The Consent Decree requires Kentucky Utilities to install and continuously operate a wet FGD at Brown Unit 3 by December 31, 2010, to reduce emissions of SO2. Kentucky Utilities will be required to comply with a 30-day rolling average removal efficiency of 97% or a 30-day rolling average emission rate of 0.100 lb/mmBTU. In addition, Kentucky Utilities will be required to comply with an annual tonnage cap for SO2 at Brown Unit 3 of 2,300 tons. This represents approximately 28,500 tons of SO2 that will be reduced annually from Brown Unit 3 as a result of the wet FGD installation and operation.
- Particulate Matter Emission Limitations.

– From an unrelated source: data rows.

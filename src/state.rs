//! Shared state handed to every handler.

use std::sync::Arc;
use std::time::Duration;

use anyhow::Result;
use tokio::sync::{OwnedSemaphorePermit, Semaphore};

use crate::checkout::cache::CheckoutCache;
use crate::config::Config;
use crate::git_http::errors::GitHttpError;

#[derive(Clone)]
pub struct GatewayState {
    pub config: Arc<Config>,
    pub checkouts: Arc<CheckoutCache>,
    git_semaphore: Arc<Semaphore>,
}

impl GatewayState {
    pub fn new(config: Config) -> Result<Self> {
        let checkouts = Arc::new(CheckoutCache::new(&config)?);
        let git_semaphore = Arc::new(Semaphore::new(config.git.max_concurrency.max(1)));
        Ok(GatewayState {
            config: Arc::new(config),
            checkouts,
            git_semaphore,
        })
    }

    /// Bound the number of concurrently running git subprocesses.
    pub async fn acquire_git_slot(&self) -> Result<OwnedSemaphorePermit, GitHttpError> {
        self.git_semaphore
            .clone()
            .acquire_owned()
            .await
            .map_err(|_| GitHttpError::Internal("gateway is shutting down".into()))
    }

    pub fn git_timeout(&self) -> Duration {
        Duration::from_millis(self.config.git.timeout_ms)
    }
}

Kentucky Utilities is required, beginning on the effective date of the settlement, to optimize the operation of its electrostatic precipitator (ESP) to maximize reductions of PM from Brown Unit 3. In addition, by December 31, 2010, Kentucky Utilities is required to meet a PM emission rate of 0.030 lb/mmBtu. Though compliance with the PM emission rate will be determined based on annual stack tests, Kentucky Utilities will also install a Continuous Emission Monitor by June 30, 2011 to monitor PM emissions from the common stack for Brown Units 1, 2, and 3.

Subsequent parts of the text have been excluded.